- **DESCRIPTION OF THE TASK**:
Your task is to transcribe the entries below exactly, from their first line down to the line containing "resolution is the", and to stop there.

- **AVAILABLE DATA**:
//! Beacon and pixel senders.

use crate::config::{Config, SendType};
use crate::types::Message;
use crate::Error;
use tracing::{debug, warn};

/// The transport a tracker dispatches through, resolved exactly once at
/// build time and never renegotiated.
///
/// `send` resolves exactly once per message — that resolution is the
/// completion signal callers observe. Neither variant retries, and failures
/// are logged rather than surfaced: a failed send is indistinguishable from
/// a slow one.
#[derive(Debug)]
pub(crate) enum Sender {
    Beacon(BeaconTransport),
    Pixel(PixelTransport),
}

impl Sender {
    pub fn new(config: &Config) -> Result<Self, Error> {
        let client = reqwest::Client::builder().build()?;
        let dsn = config.dsn().to_string();
        Ok(match config.send_type() {
            SendType::Beacon => Sender::Beacon(BeaconTransport { client, dsn }),
            SendType::Image => Sender::Pixel(PixelTransport { client, dsn }),
        })
    }

    /// Dispatch one message to the collection endpoint.
    pub async fn send(&self, message: &Message) {
        match self {
            Sender::Beacon(transport) => transport.send(message).await,
            Sender::Pixel(transport) => transport.send(message).await,
        }
    }
}

/// Fire-and-forget form POST, beacon style.
///
/// The request runs on its own task; `send` resolves after a zero-delay
/// deferral, so completion means "handed off", not "delivered". A request
/// that fails after hand-off is only logged — known gap, matching the
/// platform beacon call this models.
#[derive(Debug)]
pub(crate) struct BeaconTransport {
    client: reqwest::Client,
    dsn: String,
}

impl BeaconTransport {
    async fn send(&self, message: &Message) {
        let pairs = message.to_query_pairs();
        let request = self.client.post(&self.dsn).form(&pairs);
        tokio::spawn(async move {
            match request.send().await {
                Ok(response) => debug!(status = %response.status(), "beacon delivered"),
                Err(err) => debug!(error = %err, "beacon send failed"),
            }
        });
        tokio::task::yield_now().await;
    }
}

/// GET with the message flattened into the query string, pixel style.
///
/// Resolves once the request settles — response or error, the way an image
/// element fires exactly one of load/error/abort.
#[derive(Debug)]
pub(crate) struct PixelTransport {
    client: reqwest::Client,
    dsn: String,
}

impl PixelTransport {
    async fn send(&self, message: &Message) {
        let pairs = message.to_query_pairs();
        match self.client.get(&self.dsn).query(&pairs).send().await {
            Ok(response) => debug!(status = %response.status(), "pixel delivered"),
            Err(err) => warn!(error = %err, "pixel send failed"),
        }
    }
}
//! Single-page navigation instrumentation.

use std::sync::Mutex;

/// Which history entry point the host observed. All three apply the same
/// pageview emission rule; the kind only distinguishes them in debug logs.
#[derive(Debug, Clone, Copy, PartialEq, Eq)]
pub enum NavigationKind {
    /// A pushState-equivalent mutation.
    Push,
    /// A replaceState-equivalent mutation.
    Replace,
    /// A back/forward (popstate-equivalent) transition.
    Pop,
}

/// Navigation-observer state: the referrer chain for single-page pageviews.
///
/// Holds the last known URL. Installed at most once per tracker; uninstall
/// exists for contract symmetry even though a tracker normally lives for the
/// whole page session.
#[derive(Debug, Default)]
pub(crate) struct HistoryHooks {
    last_href: Mutex<Option<String>>,
}

impl HistoryHooks {
    pub fn new() -> Self {
        Self::default()
    }

    /// Install with the URL the next transition should report as referrer.
    pub fn install(&self, href: String) {
        *self.last_href.lock().unwrap() = Some(href);
    }

    pub fn uninstall(&self) {
        *self.last_href.lock().unwrap() = None;
    }

    pub fn is_installed(&self) -> bool {
        self.last_href.lock().unwrap().is_some()
    }

    /// Record `current` as the new last known URL, returning the previous
    /// one. `None` when not installed; the update is unconditional so the
    /// referrer chain stays accurate even while emission is gated off.
    pub fn rotate(&self, current: String) -> Option<String> {
        let mut last = self.last_href.lock().unwrap();
        last.as_ref()?;
        last.replace(current)
    }
}
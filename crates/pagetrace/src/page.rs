//! The page surface the tracker observes and acts on.

use std::sync::Mutex;

/// What the tracker needs from the surrounding page environment.
///
/// Hosts implement this over their webview or document bindings. The tracker
/// reads at event time, never caching — `$title`/`$url` always reflect the
/// document as it is when an event fires.
pub trait Page: Send + Sync {
    /// Current document title.
    fn title(&self) -> String;

    /// Current location as a full href.
    fn url(&self) -> String;

    /// The document referrer; empty when there is none.
    fn referrer(&self) -> String;

    /// Perform a real top-level navigation to `href`. Called for intercepted
    /// link clicks once their tracking send settles (or the guard expires).
    fn navigate(&self, href: &str);

    /// User-agent string of the environment.
    fn user_agent(&self) -> String {
        String::new()
    }

    /// BCP 47 language tag of the environment.
    fn language(&self) -> String {
        String::new()
    }

    /// Platform identifier of the environment.
    fn platform(&self) -> String {
        String::new()
    }
}

#[derive(Debug, Default)]
struct PageState {
    title: String,
    url: String,
    referrer: String,
    user_agent: String,
    language: String,
    platform: String,
}

/// An in-memory [`Page`], for tests and hosts without a live document.
///
/// `navigate` records the target and moves the location there, so a test can
/// assert both that a navigation happened and where it went.
#[derive(Debug, Default)]
pub struct MemoryPage {
    state: Mutex<PageState>,
    navigations: Mutex<Vec<String>>,
}

impl MemoryPage {
    pub fn new(url: impl Into<String>, title: impl Into<String>) -> Self {
        let page = Self::default();
        {
            let mut state = page.state.lock().unwrap();
            state.url = url.into();
            state.title = title.into();
        }
        page
    }

    pub fn set_location(&self, url: impl Into<String>) {
        self.state.lock().unwrap().url = url.into();
    }

    pub fn set_title(&self, title: impl Into<String>) {
        self.state.lock().unwrap().title = title.into();
    }

    pub fn set_referrer(&self, referrer: impl Into<String>) {
        self.state.lock().unwrap().referrer = referrer.into();
    }

    pub fn set_user_agent(&self, user_agent: impl Into<String>) {
        self.state.lock().unwrap().user_agent = user_agent.into();
    }

    pub fn set_language(&self, language: impl Into<String>) {
        self.state.lock().unwrap().language = language.into();
    }

    pub fn set_platform(&self, platform: impl Into<String>) {
        self.state.lock().unwrap().platform = platform.into();
    }

    /// Every href passed to [`Page::navigate`], in order.
    pub fn navigations(&self) -> Vec<String> {
        self.navigations.lock().unwrap().clone()
    }
}

impl Page for MemoryPage {
    fn title(&self) -> String {
        self.state.lock().unwrap().title.clone()
    }

    fn url(&self) -> String {
        self.state.lock().unwrap().url.clone()
    }

    fn referrer(&self) -> String {
        self.state.lock().unwrap().referrer.clone()
    }

    fn navigate(&self, href: &str) {
        self.navigations.lock().unwrap().push(href.into());
        self.state.lock().unwrap().url = href.into();
    }

    fn user_agent(&self) -> String {
        self.state.lock().unwrap().user_agent.clone()
    }

    fn language(&self) -> String {
        self.state.lock().unwrap().language.clone()
    }

    fn platform(&self) -> String {
        self.state.lock().unwrap().platform.clone()
    }
}
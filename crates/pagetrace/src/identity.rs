//! Distinct-id persistence.

use std::collections::HashMap;
use std::path::PathBuf;
use std::sync::Mutex;
use tracing::warn;

/// Storage key the distinct id persists under.
pub const DISTINCT_ID_KEY: &str = "distinct_id";

/// Synchronous key/value storage, the contract the tracker expects from the
/// host's persistence layer. Both operations must always be available;
/// implementations degrade internally rather than fail outward.
pub trait Storage: Send + Sync {
    fn get(&self, key: &str) -> Option<String>;
    fn set(&self, key: &str, value: &str);
}

/// In-memory storage. Every instance is its own scope, so each gets a fresh
/// distinct id; useful for tests and ephemeral hosts.
#[derive(Debug, Default)]
pub struct MemoryStore {
    values: Mutex<HashMap<String, String>>,
}

impl Storage for MemoryStore {
    fn get(&self, key: &str) -> Option<String> {
        self.values.lock().unwrap().get(key).cloned()
    }

    fn set(&self, key: &str, value: &str) {
        self.values
            .lock()
            .unwrap()
            .insert(key.into(), value.into());
    }
}

/// JSON-file-backed storage under the platform-local data directory.
///
/// Reads treat a missing or unreadable file as empty, and write failures are
/// logged and swallowed: a lost id only means a fresh one is generated next
/// run, never a host-visible error.
#[derive(Debug)]
pub struct FileStore {
    path: PathBuf,
}

impl FileStore {
    pub fn new(path: impl Into<PathBuf>) -> Self {
        Self { path: path.into() }
    }

    /// The default store location, `<local data dir>/pagetrace/store.json`.
    pub fn default_path() -> PathBuf {
        dirs::data_local_dir()
            .unwrap_or_else(|| PathBuf::from("."))
            .join("pagetrace")
            .join("store.json")
    }

    fn read_map(&self) -> HashMap<String, String> {
        match std::fs::read_to_string(&self.path) {
            Ok(content) => serde_json::from_str(&content).unwrap_or_default(),
            Err(_) => HashMap::new(),
        }
    }

    fn write_map(&self, map: &HashMap<String, String>) {
        if let Some(parent) = self.path.parent() {
            if let Err(err) = std::fs::create_dir_all(parent) {
                warn!(path = %self.path.display(), error = %err, "failed to create store directory");
                return;
            }
        }
        match serde_json::to_string_pretty(map) {
            Ok(content) => {
                if let Err(err) = std::fs::write(&self.path, content) {
                    warn!(path = %self.path.display(), error = %err, "failed to write store");
                }
            }
            Err(err) => warn!(error = %err, "failed to serialize store"),
        }
    }
}

impl Default for FileStore {
    fn default() -> Self {
        Self::new(Self::default_path())
    }
}

impl Storage for FileStore {
    fn get(&self, key: &str) -> Option<String> {
        self.read_map().get(key).cloned()
    }

    fn set(&self, key: &str, value: &str) {
        let mut map = self.read_map();
        map.insert(key.into(), value.into());
        self.write_map(&map);
    }
}

/// Read the persisted distinct id, generating and persisting a fresh random
/// one on first run. Idempotent within one storage scope.
pub fn ensure_distinct_id(store: &dyn Storage) -> String {
    if let Some(id) = store.get(DISTINCT_ID_KEY) {
        if !id.is_empty() {
            return id;
        }
    }
    let id = uuid::Uuid::new_v4().simple().to_string();
    store.set(DISTINCT_ID_KEY, &id);
    id
}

- **REPLY**:
//! Beacon and pixel senders.

use crate::config::{Config, SendType};
use crate::types::Message;
use crate::Error;
use tracing::{debug, warn};

/// The transport a tracker dispatches through, resolved exactly once at
/// build time and never renegotiated.
///
/// `send` resolves exactly once per message — that resolution is the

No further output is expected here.